Instructions for the task: Starting at the top of the entries below, set down every line exactly, please, until you reach the line with "complete reply. Framing", which is included too.

Data for the task:
*-*-*
//! Transport layer for RPC communication
//!
//! A transport moves one serialized JSON-RPC message (single envelope or batch
//! array) to the node and returns the raw bytes of the complete reply. Framing
//! is the transport's concern; interpreting the reply is the client's.

use async_trait::async_trait;

use crate::SdkError;

#[cfg(feature = "http")]
mod http;
#[cfg(unix)]
mod ipc;
mod mock;

#[cfg(feature = "http")]
pub use http::{HttpTransport, DEFAULT_HTTP_ENDPOINT, USER_AGENT};
#[cfg(unix)]
pub use ipc::{default_ipc_path, IpcConfig, IpcTransport, ReadBackoff, READ_CHUNK};
pub use mock::MockTransport;

/// Transport trait for RPC communication (object-safe)
#[async_trait]
pub trait Transport: Send {
    /// Open the underlying connection. Idempotent.
    async fn connect(&mut self) -> Result<(), SdkError>;

    /// Send one message and wait for the complete reply
    async fn send_and_receive(&mut self, request: &[u8]) -> Result<Vec<u8>, SdkError>;

    /// Release the connection
    async fn close(&mut self) -> Result<(), SdkError>;

    /// Where this transport talks to, for logs and errors
    fn endpoint(&self) -> String;
}
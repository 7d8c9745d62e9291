//! Type descriptor grammar
//!
//! ```text
//! type  ::= base width? array?
//! base  ::= "u"? ("fixed" | "int") | "bool" | "address" | "bytes" | "string"
//! width ::= digits | digits "x" digits      (MxN only after fixed/ufixed)
//! array ::= "[" digits? "]"
//! ```

use super::types::{AbiType, ArrayKind, BaseKind};
use crate::SdkError;

/// Longest fractional part a fixed-point type may declare
const MAX_FRACTION_DIGITS: u8 = 80;

// Longer keywords first so "uint" is not read as "int" + garbage.
const KEYWORDS: [(&str, BaseKind); 8] = [
    ("ufixed", BaseKind::UFixed),
    ("fixed", BaseKind::Fixed),
    ("uint", BaseKind::UInt),
    ("int", BaseKind::Int),
    ("bool", BaseKind::Bool),
    ("address", BaseKind::Address),
    ("bytes", BaseKind::Bytes),
    ("string", BaseKind::String),
];

/// Parse a type string (e.g., "uint256", "bytes32[]", "fixed128x18")
pub fn parse_type(input: &str) -> Result<AbiType, SdkError> {
    let invalid = |reason: &str| SdkError::InvalidTypeSyntax(format!("{}: {}", input, reason));

    let (body, array) = split_array(input).ok_or_else(|| invalid("malformed array suffix"))?;

    let (kind, width) = KEYWORDS
        .iter()
        .find_map(|(keyword, kind)| body.strip_prefix(keyword).map(|rest| (*kind, rest)))
        .ok_or_else(|| invalid("unknown base type"))?;

    let mut ty = AbiType::scalar(kind).array_of(array);
    if width.is_empty() {
        return Ok(ty);
    }

    match kind {
        BaseKind::Int | BaseKind::UInt => {
            let bits = parse_digits(width).ok_or_else(|| invalid("bad bit width"))?;
            check_bits(bits).ok_or_else(|| invalid("bit width must be a multiple of 8 in 8..=256"))?;
            ty.bits = Some(bits);
        }
        BaseKind::Fixed | BaseKind::UFixed => {
            let (m, n) = width
                .split_once('x')
                .ok_or_else(|| invalid("fixed-point width must be MxN"))?;
            let bits = parse_digits(m).ok_or_else(|| invalid("bad bit width"))?;
            check_bits(bits).ok_or_else(|| invalid("bit width must be a multiple of 8 in 8..=256"))?;
            let fraction = parse_digits(n)
                .and_then(|n| u8::try_from(n).ok())
                .filter(|n| *n <= MAX_FRACTION_DIGITS)
                .ok_or_else(|| invalid("fractional digits must be in 0..=80"))?;
            ty.bits = Some(bits);
            ty.fraction = Some(fraction);
        }
        BaseKind::Bytes => {
            let len = parse_digits(width)
                .filter(|len| (1..=32).contains(len))
                .ok_or_else(|| invalid("bytes<M> requires 1 <= M <= 32"))?;
            ty.bits = Some(len * 8);
        }
        BaseKind::Bool | BaseKind::Address | BaseKind::String => {
            return Err(invalid("type takes no width"));
        }
    }

    Ok(ty)
}

/// Split `T[n]` / `T[]` into the element body and the array kind.
fn split_array(input: &str) -> Option<(&str, ArrayKind)> {
    let Some(open) = input.find('[') else {
        return (!input.contains(']')).then_some((input, ArrayKind::None));
    };
    let body = &input[..open];
    let size = input[open + 1..].strip_suffix(']')?;
    if size.is_empty() {
        return Some((body, ArrayKind::Dynamic));
    }
    if !size.bytes().all(|b| b.is_ascii_digit()) || size.starts_with('0') {
        return None;
    }
    let size: usize = size.parse().ok()?;
    (size > 0).then_some((body, ArrayKind::Fixed(size)))
}

/// One to three ASCII digits, no leading zero
fn parse_digits(s: &str) -> Option<u16> {
    if s.is_empty() || s.len() > 3 || !s.bytes().all(|b| b.is_ascii_digit()) {
        return None;
    }
    if s.len() > 1 && s.starts_with('0') {
        return None;
    }
    s.parse().ok()
}

fn check_bits(bits: u16) -> Option<()> {
    (bits % 8 == 0 && (8..=256).contains(&bits)).then_some(())
}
*-*-*
Your response:
//! Transport layer for RPC communication
//!
//! A transport moves one serialized JSON-RPC message (single envelope or batch
//! array) to the node and returns the raw bytes of the complete reply. Framing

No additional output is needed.